I hear you – with the GTN ticker though, it’d be a preference option – you wouldn’t have to use it at all if you didn’t want to (but perhaps you’re saying you’d feel like you had to, because others were?).

 

Like I said already, the problem of the original poster has to do with CRAFTED items being sold ON THE GTN for below the going rate of the materials themselves ALSO ON THE GTN.

 

I see your point, but I think what I’m saying is related – materials are selling for more than crafted items. To correct this, you have to either raise the crafted item price or lower the materials price.
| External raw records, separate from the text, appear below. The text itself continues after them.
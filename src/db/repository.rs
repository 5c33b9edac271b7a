//! Repository pattern implementation for data access
//!
//! Every check-then-write sequence (username uniqueness, token
//! get-or-create) runs inside a single transaction so concurrent requests
//! cannot race the check against the write.

use crate::core::error::{ChatError, Result};
use crate::db::manager::DatabaseManager;
use crate::db::models::{ChatMessage, Member, MemberToken};
use rusqlite::{params, OptionalExtension, Row};
use std::sync::Arc;

fn map_member(row: &Row) -> rusqlite::Result<Member> {
    Ok(Member {
        id: row.get(0)?,
        username: row.get(1)?,
        password_hash: row.get(2)?,
        created_at: row.get(3)?,
    })
}

const MEMBER_COLUMNS: &str = "id, username, password_hash, created_at";

/// Repository for Member entities
pub struct MemberRepository {
    db: Arc<DatabaseManager>,
}

impl MemberRepository {
    /// Create a new MemberRepository
    pub fn new(db: Arc<DatabaseManager>) -> Self {
        Self { db }
    }

    /// Create a member, enforcing username uniqueness in the same transaction
    pub async fn create(&self, username: &str, password_hash: &str) -> Result<Member> {
        let member = Member {
            id: uuid::Uuid::new_v4().to_string(),
            username: username.to_string(),
            password_hash: password_hash.to_string(),
            created_at: chrono::Utc::now().to_rfc3339(),
        };

        let inserted = member.clone();
        self.db
            .transaction(move |tx| {
                let taken: Option<String> = tx
                    .query_row(
                        "SELECT id FROM members WHERE username = ?",
                        [&inserted.username],
                        |row| row.get(0),
                    )
                    .optional()
                    .map_err(ChatError::DatabaseError)?;

                if taken.is_some() {
                    return Err(ChatError::field_validation(
                        "username",
                        "A member with this username already exists.",
                    ));
                }

                tx.execute(
                    "INSERT INTO members (id, username, password_hash, created_at) VALUES (?1, ?2, ?3, ?4)",
                    params![
                        inserted.id,
                        inserted.username,
                        inserted.password_hash,
                        inserted.created_at
                    ],
                )
                .map_err(ChatError::DatabaseError)?;

                Ok(())
            })
            .await?;

        Ok(member)
    }

    /// Find a member by id
    pub async fn find_by_id(&self, id: &str) -> Result<Option<Member>> {
        let id = id.to_string();
        self.db
            .execute(move |conn| {
                conn.query_row(
                    &format!("SELECT {} FROM members WHERE id = ?", MEMBER_COLUMNS),
                    [&id],
                    map_member,
                )
                .optional()
                .map_err(ChatError::DatabaseError)
            })
            .await
    }

    /// Find a member by username (exact, case-sensitive)
    pub async fn find_by_username(&self, username: &str) -> Result<Option<Member>> {
        let username = username.to_string();
        self.db
            .execute(move |conn| {
                conn.query_row(
                    &format!("SELECT {} FROM members WHERE username = ?", MEMBER_COLUMNS),
                    [&username],
                    map_member,
                )
                .optional()
                .map_err(ChatError::DatabaseError)
            })
            .await
    }

    /// Update a member's username
    ///
    /// The collision check excludes the member's own row, so updating to
    /// the current username is a no-op rather than a duplicate error.
    pub async fn update_username(&self, member_id: &str, username: &str) -> Result<Member> {
        let member_id = member_id.to_string();
        let username = username.to_string();

        self.db
            .transaction(move |tx| {
                let taken: Option<String> = tx
                    .query_row(
                        "SELECT id FROM members WHERE username = ?1 AND id != ?2",
                        params![username, member_id],
                        |row| row.get(0),
                    )
                    .optional()
                    .map_err(ChatError::DatabaseError)?;

                if taken.is_some() {
                    return Err(ChatError::field_validation(
                        "username",
                        "A member with this username already exists.",
                    ));
                }

                tx.execute(
                    "UPDATE members SET username = ?1 WHERE id = ?2",
                    params![username, member_id],
                )
                .map_err(ChatError::DatabaseError)?;

                tx.query_row(
                    &format!("SELECT {} FROM members WHERE id = ?", MEMBER_COLUMNS),
                    [&member_id],
                    map_member,
                )
                .optional()
                .map_err(ChatError::DatabaseError)?
                .ok_or_else(|| ChatError::NotFound(format!("member {}", member_id)))
            })
            .await
    }

    /// Count total members
    pub async fn count(&self) -> Result<i64> {
        self.db
            .execute(|conn| {
                conn.query_row("SELECT COUNT(*) FROM members", [], |row| row.get(0))
                    .map_err(ChatError::DatabaseError)
            })
            .await
    }
}

/// Repository for member tokens: the token store
pub struct TokenRepository {
    db: Arc<DatabaseManager>,
}

impl TokenRepository {
    /// Create a new TokenRepository
    pub fn new(db: Arc<DatabaseManager>) -> Self {
        Self { db }
    }

    /// Return the member's existing token, or mint and persist a new one
    ///
    /// Idempotent: a second call for the same member returns the same key.
    /// Runs as one transaction so two concurrent logins cannot mint two
    /// tokens for the same member.
    pub async fn issue_or_get(&self, member_id: &str) -> Result<MemberToken> {
        let member_id = member_id.to_string();

        self.db
            .transaction(move |tx| {
                let existing = tx
                    .query_row(
                        "SELECT key, member_id, created_at FROM tokens WHERE member_id = ?",
                        [&member_id],
                        |row| {
                            Ok(MemberToken {
                                key: row.get(0)?,
                                member_id: row.get(1)?,
                                created_at: row.get(2)?,
                            })
                        },
                    )
                    .optional()
                    .map_err(ChatError::DatabaseError)?;

                if let Some(token) = existing {
                    return Ok(token);
                }

                // Re-roll on key collision; with 20 random bytes this loop
                // effectively never repeats
                let key = loop {
                    let candidate = crate::auth::token::generate_key();
                    let collision: Option<String> = tx
                        .query_row(
                            "SELECT key FROM tokens WHERE key = ?",
                            [&candidate],
                            |row| row.get(0),
                        )
                        .optional()
                        .map_err(ChatError::DatabaseError)?;
                    if collision.is_none() {
                        break candidate;
                    }
                };

                let token = MemberToken {
                    key,
                    member_id: member_id.clone(),
                    created_at: chrono::Utc::now().to_rfc3339(),
                };

                tx.execute(
                    "INSERT INTO tokens (key, member_id, created_at) VALUES (?1, ?2, ?3)",
                    params![token.key, token.member_id, token.created_at],
                )
                .map_err(ChatError::DatabaseError)?;

                Ok(token)
            })
            .await
    }

    /// Resolve a token key to its owning member
    ///
    /// Exact-match lookup; `None` means the key is unknown and the caller
    /// must treat it as an authentication failure.
    pub async fn resolve(&self, key: &str) -> Result<Option<(Member, MemberToken)>> {
        let key = key.to_string();
        self.db
            .execute(move |conn| {
                conn.query_row(
                    "SELECT m.id, m.username, m.password_hash, m.created_at, \
                     t.key, t.member_id, t.created_at \
                     FROM tokens t JOIN members m ON m.id = t.member_id \
                     WHERE t.key = ?",
                    [&key],
                    |row| {
                        Ok((
                            Member {
                                id: row.get(0)?,
                                username: row.get(1)?,
                                password_hash: row.get(2)?,
                                created_at: row.get(3)?,
                            },
                            MemberToken {
                                key: row.get(4)?,
                                member_id: row.get(5)?,
                                created_at: row.get(6)?,
                            },
                        ))
                    },
                )
                .optional()
                .map_err(ChatError::DatabaseError)
            })
            .await
    }
}

/// Repository for the shared chat message feed
pub struct MessageRepository {
    db: Arc<DatabaseManager>,
}

impl MessageRepository {
    /// Create a new MessageRepository
    pub fn new(db: Arc<DatabaseManager>) -> Self {
        Self { db }
    }

    /// Append a message authored by the given member
    pub async fn create_for_member(&self, member_id: &str, content: &str) -> Result<ChatMessage> {
        let message = ChatMessage {
            id: uuid::Uuid::new_v4().to_string(),
            member_id: member_id.to_string(),
            content: content.to_string(),
            created_at: chrono::Utc::now().to_rfc3339(),
        };

        let inserted = message.clone();
        self.db
            .execute(move |conn| {
                conn.execute(
                    "INSERT INTO messages (id, member_id, content, created_at) VALUES (?1, ?2, ?3, ?4)",
                    params![
                        inserted.id,
                        inserted.member_id,
                        inserted.content,
                        inserted.created_at
                    ],
                )
                .map_err(ChatError::DatabaseError)?;
                Ok(())
            })
            .await?;

        Ok(message)
    }

    /// List all messages with their author's username, oldest first
    ///
    /// rowid breaks ties between messages created in the same instant.
    pub async fn list_in_creation_order(&self) -> Result<Vec<(ChatMessage, String)>> {
        self.db
            .execute(|conn| {
                let mut stmt = conn
                    .prepare(
                        "SELECT msg.id, msg.member_id, msg.content, msg.created_at, m.username \
                         FROM messages msg JOIN members m ON m.id = msg.member_id \
                         ORDER BY msg.created_at ASC, msg.rowid ASC",
                    )
                    .map_err(ChatError::DatabaseError)?;

                let messages = stmt
                    .query_map([], |row| {
                        Ok((
                            ChatMessage {
                                id: row.get(0)?,
                                member_id: row.get(1)?,
                                content: row.get(2)?,
                                created_at: row.get(3)?,
                            },
                            row.get::<_, String>(4)?,
                        ))
                    })
                    .map_err(ChatError::DatabaseError)?
                    .collect::<std::result::Result<Vec<_>, _>>()
                    .map_err(ChatError::DatabaseError)?;

                Ok(messages)
            })
            .await
    }
}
I’m suggesting a way to lower the materials price.

 

No one is talking about people selling to vendors being a problem.

 

Agreed, my point is that it’s a silent problem, probably mostly caused by new players, that items are sold to vendors for significantly lower prices than can be attained on the GTN.

 

I DO think that what we’re talking about here is probably very different to players in various stages of the game. I’m mid-stage right now, and there’s money to be made on the GTN with green items (materials) for me. I’m making substantially more spending 15 minutes listing things (and buying underpriced things) on the GTN than I can make in an hour of play time. Perhaps if you’re at a different level, green items are no longer worth your time?

 

The one thing I wish the GTN did was list items by price per unit.

 

Totally agree.

 

Edit: sorry, just realized when you say green items you exclude mats. My bad. I ditch most green weapons and armor too.